Burnt Water, part of M25 Luncheon. (Image credit: Studio Toogood.)
At Haptic Thought and DesignMarketo’s pop-up café, Kopiaste, visitors sat around a farmhouse table and shared food that had been shaped in molds in order to generate a collective space for conversation. The Wundertute Tea House pop-up, also by Arabeschi di Latte, offered tea and cake, enticing visitors to linger and take a lucky dip to win a small piece from the food-design firm’s archive.

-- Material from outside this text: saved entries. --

//! Request encoding and response decoding.
//!
//! ## Request body
//!
//! ```text
//! value[0]            f32 LE (4)   row 0, column 0
//! value[1]            f32 LE (4)   row 0, column 1
//! ...
//! value[w*h - 1]      f32 LE (4)   row h-1, column w-1
//! ```
//!
//! Width and height travel as query parameters, never inside the body.
//!
//! ## Response body
//!
//! ```text
//! {"image": "<base64 PNG>"}
//! ```
//!
//! The decoded image's own dimensions define the display frame; they do
//! not have to match the request.

use base64::Engine;
use base64::engine::general_purpose::STANDARD;
use bytes::{BufMut, Bytes, BytesMut};
use serde::{Deserialize, Serialize};

use crate::error::SandboxError;
use crate::stream::types::{DisplayFrame, HeightField};

/// MIME type of the request body.
pub const CONTENT_TYPE: &str = "application/octet-stream";

// ── RequestPayload ───────────────────────────────────────────────

/// An encoded height field, ready to send.
#[derive(Debug, Clone, PartialEq, Eq)]
pub struct RequestPayload {
    pub width: u32,
    pub height: u32,
    /// `width * height` little-endian `f32` values.
    pub body: Bytes,
}

impl RequestPayload {
    /// Query string carrying the dimensions, without the leading `?`.
    pub fn query(&self) -> String {
        format!("width={}&height={}", self.width, self.height)
    }
}

// ── ServiceResponse ──────────────────────────────────────────────

/// The JSON reply of the processing service.
#[derive(Debug, Clone, Default, PartialEq, Eq, Serialize, Deserialize)]
pub struct ServiceResponse {
    /// Base64-encoded raster image.
    #[serde(default)]
    pub image: Option<String>,
}

// ── PayloadCodec ─────────────────────────────────────────────────

/// Encoder/decoder for the service exchange.
///
/// Keeps a scratch buffer for the base64-decoded image bytes so that
/// steady-state decoding does not allocate for the intermediate blob.
#[derive(Debug, Default)]
pub struct PayloadCodec {
    blob: Vec<u8>,
}

impl PayloadCodec {
    pub fn new() -> Self {
        Self::default()
    }

    /// Flatten a height field into a request payload.
    pub fn encode(field: &HeightField<'_>) -> RequestPayload {
        let values = field.values();
        let mut body = BytesMut::with_capacity(values.len() * 4);
        for &v in values {
            body.put_f32_le(v);
        }
        RequestPayload {
            width: field.width(),
            height: field.height(),
            body: body.freeze(),
        }
    }

    /// Parse a raw response body into a [`ServiceResponse`].
    pub fn parse_response(body: &[u8]) -> Result<ServiceResponse, SandboxError> {
        Ok(serde_json::from_slice(body)?)
    }

    /// Decode the embedded image into RGBA8 pixels.
    pub fn decode(&mut self, response: &ServiceResponse) -> Result<DisplayFrame, SandboxError> {
        let text = match response.image.as_deref() {
            Some(text) if !text.is_empty() => text,
            _ => return Err(SandboxError::MissingField("image")),
        };

        self.blob.clear();
        STANDARD.decode_vec(text, &mut self.blob)?;

        let rgba = image::load_from_memory(&self.blob)?.to_rgba8();
        let (width, height) = rgba.dimensions();
        Ok(DisplayFrame {
            width,
            height,
            pixels: rgba.into_raw(),
        })
    }
}
//! # sandbox-core
//!
//! Frame-streaming core for the sandbox remote-processing client.
//!
//! This crate contains:
//! - **Stream**: sampler, payload codec, display buffer, and the per-tick
//!   `ExchangeScheduler`
//! - **Codec**: `HttpCodec` for framed HTTP/1.1 I/O via `tokio_util`
//! - **Network**: the `Exchange` seam and its `HttpExchange` implementation
//! - **State**: the `ExchangeState` machine and `RecoveryPolicy`
//! - **Error**: `SandboxError`, a typed, `thiserror`-based error hierarchy

pub mod codec;
pub mod error;
pub mod network;
pub mod state;
pub mod stream;

// ── Re-exports for ergonomic usage ───────────────────────────────

pub use codec::{HttpCodec, HttpRequest, HttpResponse};
pub use error::SandboxError;
pub use network::{Exchange, ExchangeConfig, HttpExchange, PendingExchange};
pub use state::{ExchangeState, RecoveryPolicy};
pub use stream::{
    DisplayBufferManager, DisplayFrame, ExchangeScheduler, ExchangeStats, FrameSampler,
    HeightField, PayloadCodec, RenderSurfaceSource, RequestPayload, SchedulerConfig,
    ServiceResponse, ShaderTextureSink, StaticSurface, SurfaceFormat, TextureHandle, TextureView,
    TickOutcome,
};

Australian food designer Linda Monique collaborated with Andaz Liverpool Street to create the Scrap Lab dinner series, exploring inventive ways to reuse typically leftover and discarded ingredients, with surprisingly sophisticated results. Particularly of interest? A dessert club sandwich served with a side of doughnut fries, raspberry coulis ketchup, white chocolate mayonnaise, and a lemon curd and marshmallow fried egg.
Scrap Lab, disguised dessert (Image credit: Scrap lab.)
Designers at the Festival also engaged directly with food to make objects. In the Designs on Chocolate pop-up project, leading British designers collaborated with local chocolatiers to create objects made from chocolate that represent London. Tom Dixon with Rococo erected crumbling scale tower blocks made from chocolate. Paul Cocksedge created a giant QR-code mosaic consisting of Hotel Chocolat bonbons (when scanned, visitors accessed a gift). And Faye Toogood with Cocomaya fashioned Force of Nature, a stunning version of the ancient London Stone, from marbled chocolate and crystallized sugar.
Force of Nature. (Image credit: Designs On Chocolate at The Dock.)
Such design and food pop-ups point to a trend in the design field – designers engaging with food as subject and material.